#### Task goal
Retype exactly the lines below, beginning with the first and ending with the line where "RequestDispatcher::new(request, server)" appears.

Dataset excerpts:
+ + +

use std::collections::hash_map::Entry;

use anyhow::{Result, bail};
use logtrail_ide::Config;
use logtrail_inputs::File;
use logtrail_syntax::FileKind;
use salsa::Setter as _;
use serde::Deserialize;

use super::notifications::NotificationDispatcher;
use super::requests::RequestDispatcher;
use super::{INSERT_LOG_COMMAND, Server, from_json, to_caret, workspace_edit};

pub(crate) fn request(server: &mut Server, request: lsp_server::Request) {
    RequestDispatcher::new(request, server)
        .on::<lsp_types::request::CodeActionRequest>(handle_code_action)
        .on::<lsp_types::request::ExecuteCommand>(handle_execute_command)
        .finish();
}

/// Single argument of [`INSERT_LOG_COMMAND`].
#[derive(Debug, Deserialize)]
#[serde(rename_all = "camelCase")]
struct InsertLogArguments {
    uri: lsp_types::Uri,
    selections: Vec<lsp_types::Range>,
}

fn handle_code_action(
    server: &mut Server,
    params: lsp_types::CodeActionParams,
) -> Result<Option<lsp_types::CodeActionResponse>> {
    let uri = params.text_document.uri;
    let file = server.file(&uri)?;
    let db = server.analysis.db();
    let line_index = file.line_index(db);

    let caret = to_caret(file.text(db), line_index, params.range)?;
    let Some(preview) = server.analysis.preview(file, &[caret]).into_iter().next() else {
        return Ok(None);
    };
    let Some(edit) = server.analysis.insert_log(file, &[caret]) else {
        return Ok(None);
    };

    let action = lsp_types::CodeAction {
        title: format!("Insert `{}`", preview.statement),
        kind: Some(lsp_types::CodeActionKind::REFACTOR),
        edit: Some(workspace_edit(line_index, uri, edit)),
        ..lsp_types::CodeAction::default()
    };
    Ok(Some(vec![action.into()]))
}

fn handle_execute_command(
    server: &mut Server,
    params: lsp_types::ExecuteCommandParams,
) -> Result<Option<serde_json::Value>> {
    if params.command != INSERT_LOG_COMMAND {
        bail!("unknown command `{}`", params.command);
    }
    let [arguments] = params.arguments.as_slice() else {
        bail!("`{INSERT_LOG_COMMAND}` takes exactly one argument");
    };
    let InsertLogArguments { uri, selections } = from_json(INSERT_LOG_COMMAND, arguments)?;

    let file = server.file(&uri)?;
    let db = server.analysis.db();
    let line_index = file.line_index(db);
    let carets = selections
        .into_iter()
        .map(|range| to_caret(file.text(db), line_index, range))
        .collect::<Result<Vec<_>>>()?;

    match server.analysis.insert_log(file, &carets) {
        Some(edit) => {
            let edit = workspace_edit(line_index, uri, edit);
            server.send_request::<lsp_types::request::ApplyWorkspaceEdit>(
                lsp_types::ApplyWorkspaceEditParams {
                    label: Some("Insert log statements".to_owned()),
                    edit,
                },
            );
        }
        None => tracing::debug!(uri = uri.as_str(), "nothing to log"),
    }

    Ok(None)
}

pub(crate) fn notification(server: &mut Server, notification: lsp_server::Notification) {
    NotificationDispatcher::new(notification, server)
        .on::<lsp_types::notification::DidOpenTextDocument>(handle_did_open_text_document)
        .on::<lsp_types::notification::DidChangeTextDocument>(handle_did_change_text_document)
        .on::<lsp_types::notification::DidCloseTextDocument>(handle_did_close_text_document)
        .on::<lsp_types::notification::DidChangeConfiguration>(handle_did_change_configuration)
        .finish();
}

fn handle_did_open_text_document(
    server: &mut Server,
    params: lsp_types::DidOpenTextDocumentParams,
) -> Result<()> {
    let lsp_types::TextDocumentItem { uri, language_id, version: _, text } = params.text_document;
    let path = uri.path().as_str();
    let kind = FileKind::from_path(path).or_else(|| FileKind::from_language_id(&language_id));

    match server.files.entry(uri.clone()) {
        Entry::Occupied(occupied) => {
            let file = *occupied.get();
            file.set_text(server.analysis.db_mut()).to(text);
            file.set_kind(server.analysis.db_mut()).to(kind);
        }
        Entry::Vacant(vacant) => {
            vacant.insert(File::new(server.analysis.db(), path.into(), text, kind));
        }
    }

    Ok(())
}

fn handle_did_change_text_document(
    server: &mut Server,
    params: lsp_types::DidChangeTextDocumentParams,
) -> Result<()> {
    let file = server.file(&params.text_document.uri)?;
    let Some(change) = params.content_changes.into_iter().last() else {
        return Ok(());
    };
    file.set_text(server.analysis.db_mut()).to(change.text);
    Ok(())
}

#[expect(clippy::needless_pass_by_value)]
fn handle_did_close_text_document(
    server: &mut Server,
    params: lsp_types::DidCloseTextDocumentParams,
) -> Result<()> {
    server.files.remove(&params.text_document.uri);
    Ok(())
}

/// Accepts settings either nested under `logtrail` or at the top level.
#[expect(clippy::needless_pass_by_value)]
fn handle_did_change_configuration(
    server: &mut Server,
    params: lsp_types::DidChangeConfigurationParams,
) -> Result<()> {
    let settings = params.settings.get("logtrail").unwrap_or(&params.settings);
    let config: Config = from_json("settings", settings)?;
    server.analysis.set_config(config);
    Ok(())
}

+ + +

#### Response to the task
use std::collections::hash_map::Entry;

use anyhow::{Result, bail};
use logtrail_ide::Config;
use logtrail_inputs::File;
use logtrail_syntax::FileKind;
use salsa::Setter as _;
use serde::Deserialize;

use super::notifications::NotificationDispatcher;
use super::requests::RequestDispatcher;
use super::{INSERT_LOG_COMMAND, Server, from_json, to_caret, workspace_edit};

pub(crate) fn request(server: &mut Server, request: lsp_server::Request) {
    RequestDispatcher::new(request, server)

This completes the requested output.